[flang-commits] [flang] [flang] Support non-index shape/shift/slice for CG box operations. (PR #124625)

Mon Jan 27 12:57:33 PST 2025

https://github.com/vzakhari created https://github.com/llvm/llvm-project/pull/124625

That is another problem uncovered during hlfir.reshape inlining,
where the shape bits could be any integer type.
This patch adds explicit convertions to `index` type where needed.

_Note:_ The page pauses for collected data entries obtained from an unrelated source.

//! Action control-flow outcomes

use serde::{Deserialize, Serialize};

/// Result of executing a single action, driving the action state machine
///
/// - `Continue`: proceed to the next action in the current list
/// - `Stop`: abort the remainder of the current list; the list reports
///   normal completion (break, not an error)
/// - `Pause`: suspend the entire ongoing action-list run; composite actions
///   propagate this upward, each pushing a branch marker onto the
///   execution stack
#[derive(Debug, Clone, Copy, PartialEq, Eq, Serialize, Deserialize)]
#[serde(rename_all = "snake_case")]
pub enum ActionOutcome {
    Continue,
    Stop,
    Pause,
}

impl ActionOutcome {
    /// Whether this outcome lets the current list proceed
    pub fn is_continue(&self) -> bool {
        matches!(self, ActionOutcome::Continue)
    }
}
//! Per-run execution context
//!
//! An EventContext wraps one incoming event for the duration of a run. Its
//! metadata map is the only channel by which variables communicate values
//! to later triggers, conditions, actions, and result computation in the
//! same run. The context is shared as `Arc<EventContext>` across the run's
//! bound steps; interior mutability replaces `&mut` plumbing through boxed
//! futures.

use std::sync::{Arc, Mutex, RwLock};

use indexmap::IndexMap;
use rulekit_core::Event;
use rulekit_trace::TraceContext;
use serde_json::Value;

/// Mutable state carried through one automation run
pub struct EventContext {
    event: Event,
    /// Ordered metadata map, shared for the whole run
    metadata: RwLock<IndexMap<String, Value>>,
    /// Branch markers of currently suspended composite actions (LIFO)
    execution_stack: Mutex<Vec<i64>>,
    /// Lazily created trace recorder; None means tracing is off for this run
    trace: Mutex<Option<Arc<TraceContext>>>,
}

impl EventContext {
    /// Create a fresh context for an incoming event
    pub fn new(event: Event) -> Self {
        Self {
            event,
            metadata: RwLock::new(IndexMap::new()),
            execution_stack: Mutex::new(Vec::new()),
            trace: Mutex::new(None),
        }
    }

    /// The event this run is processing
    pub fn event(&self) -> &Event {
        &self.event
    }

    /// Set (or overwrite) a metadata value
    pub fn set_meta(&self, key: impl Into<String>, value: Value) {
        self.metadata.write().unwrap().insert(key.into(), value);
    }

    /// Get a metadata value
    pub fn meta(&self, key: &str) -> Option<Value> {
        self.metadata.read().unwrap().get(key).cloned()
    }

    /// Remove a metadata value, returning it if present
    pub fn remove_meta(&self, key: &str) -> Option<Value> {
        self.metadata.write().unwrap().shift_remove(key)
    }

    /// Snapshot of the full metadata map, in insertion order
    pub fn metadata(&self) -> IndexMap<String, Value> {
        self.metadata.read().unwrap().clone()
    }

    /// Push a branch marker for a composite action suspending mid-branch
    pub fn push_branch(&self, marker: i64) {
        self.execution_stack.lock().unwrap().push(marker);
    }

    /// Pop the most recent branch marker when resuming
    pub fn pop_branch(&self) -> Option<i64> {
        self.execution_stack.lock().unwrap().pop()
    }

    /// Whether this run is suspended inside nested branches
    pub fn has_suspended_branches(&self) -> bool {
        !self.execution_stack.lock().unwrap().is_empty()
    }

    /// Snapshot of the execution stack, bottom first (for persistence)
    pub fn execution_stack(&self) -> Vec<i64> {
        self.execution_stack.lock().unwrap().clone()
    }

    /// Restore a previously persisted execution stack onto this context
    pub fn restore_execution_stack(&self, stack: Vec<i64>) {
        *self.execution_stack.lock().unwrap() = stack;
    }

    /// The trace recorder, if tracing is enabled for this run
    pub fn trace(&self) -> Option<Arc<TraceContext>> {
        self.trace.lock().unwrap().clone()
    }

    /// Return the run's trace recorder, creating it on first use
    ///
    /// Creating the recorder is what enables tracing for the run; the
    /// alias names the automation in the finished trace.
    pub fn trace_or_init(&self, alias: &str) -> Arc<TraceContext> {
        let mut slot = self.trace.lock().unwrap();
        slot.get_or_insert_with(|| Arc::new(TraceContext::new(alias)))
            .clone()
    }

    /// Detach the trace recorder, leaving the slot empty
    ///
    /// The orchestrator takes the recorder when a run finishes so the next
    /// automation evaluated against the same context starts its own trace.
    pub fn take_trace(&self) -> Option<Arc<TraceContext>> {
        self.trace.lock().unwrap().take()
    }

    /// Scope value handed to template rendering: event payload + metadata
    pub fn template_scope(&self) -> Value {
        let mut scope = serde_json::Map::new();
        scope.insert(
            "event".to_string(),
            serde_json::to_value(&self.event).unwrap_or(Value::Null),
        );
        let metadata: serde_json::Map<String, Value> = self
            .metadata
            .read()
            .unwrap()
            .iter()
            .map(|(k, v)| (k.clone(), v.clone()))
            .collect();
        scope.insert("metadata".to_string(), Value::Object(metadata));
        Value::Object(scope)
    }
}

impl std::fmt::Debug for EventContext {
    fn fmt(&self, f: &mut std::fmt::Formatter<'_>) -> std::fmt::Result {
        f.debug_struct("EventContext")
            .field("event_type", &self.event.event_type.as_str())
            .field("metadata_keys", &self.metadata.read().unwrap().len())
            .field("execution_stack", &self.execution_stack.lock().unwrap())
            .finish()
    }
}

#[cfg(test)]
mod tests {
    use super::*;
    use rulekit_core::Context;
    use serde_json::json;

    fn sample_ctx() -> EventContext {
        EventContext::new(Event::new("test_event", json!({"n": 1}), Context::new()))
    }

    #[test]
    fn test_metadata_set_get_overwrite() {
        let ctx = sample_ctx();
        ctx.set_meta("x", json!(1));
        ctx.set_meta("x", json!(2));
        ctx.set_meta("y", json!("on"));

        assert_eq!(ctx.meta("x"), Some(json!(2)));
        assert_eq!(ctx.meta("y"), Some(json!("on")));
        assert_eq!(ctx.meta("missing"), None);
    }

    #[test]
    fn test_metadata_preserves_insertion_order() {
        let ctx = sample_ctx();
        ctx.set_meta("first", json!(1));
        ctx.set_meta("second", json!(2));
        ctx.set_meta("third", json!(3));

        let keys: Vec<_> = ctx.metadata().keys().cloned().collect();
        assert_eq!(keys, vec!["first", "second", "third"]);
    }

    #[test]
    fn test_execution_stack_lifo() {
        let ctx = sample_ctx();
        ctx.push_branch(0);
        ctx.push_branch(2);

        assert!(ctx.has_suspended_branches());
        assert_eq!(ctx.pop_branch(), Some(2));
        assert_eq!(ctx.pop_branch(), Some(0));
        assert_eq!(ctx.pop_branch(), None);
        assert!(!ctx.has_suspended_branches());
    }

    #[test]
    fn test_execution_stack_snapshot_restore() {
        let ctx = sample_ctx();
        ctx.push_branch(1);
        ctx.push_branch(-1);
        let stack = ctx.execution_stack();

        let resumed = sample_ctx();
        resumed.restore_execution_stack(stack);
        assert_eq!(resumed.pop_branch(), Some(-1));
        assert_eq!(resumed.pop_branch(), Some(1));
    }

    #[test]
    fn test_trace_lazy_init() {
        let ctx = sample_ctx();
        assert!(ctx.trace().is_none());

        let trace = ctx.trace_or_init("my_automation");
        let again = ctx.trace_or_init("other_alias");
        assert!(Arc::ptr_eq(&trace, &again));
        assert!(ctx.trace().is_some());
    }

    #[test]
    fn test_template_scope_shape() {
        let ctx = sample_ctx();
        ctx.set_meta("door", json!("open"));

        let scope = ctx.template_scope();
        assert_eq!(scope["event"]["data"]["n"], 1);
        assert_eq!(scope["metadata"]["door"], "open");
    }
}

>From f1f87a37cfa3f0a9f33cc74265e3936bfd4fed6c Mon Sep 17 00:00:00 2001
From: Slava Zakharin <szakharin at nvidia.com>
Date: Mon, 27 Jan 2025 12:50:51 -0800
Subject: [PATCH] [flang] Support non-index shape/shift/slice for CG box
 operations.

That is another problem uncovered during hlfir.reshape inlining,
where the shape bits could be any integer type.
This patch adds explicit convertions to `index` type where needed.
---
 flang/lib/Optimizer/CodeGen/CodeGen.cpp | 53 ++++++++++++---------
 flang/test/Fir/convert-to-llvm.fir      | 61 +++++++++++++++++++++++++
 2 files changed, 92 insertions(+), 22 deletions(-)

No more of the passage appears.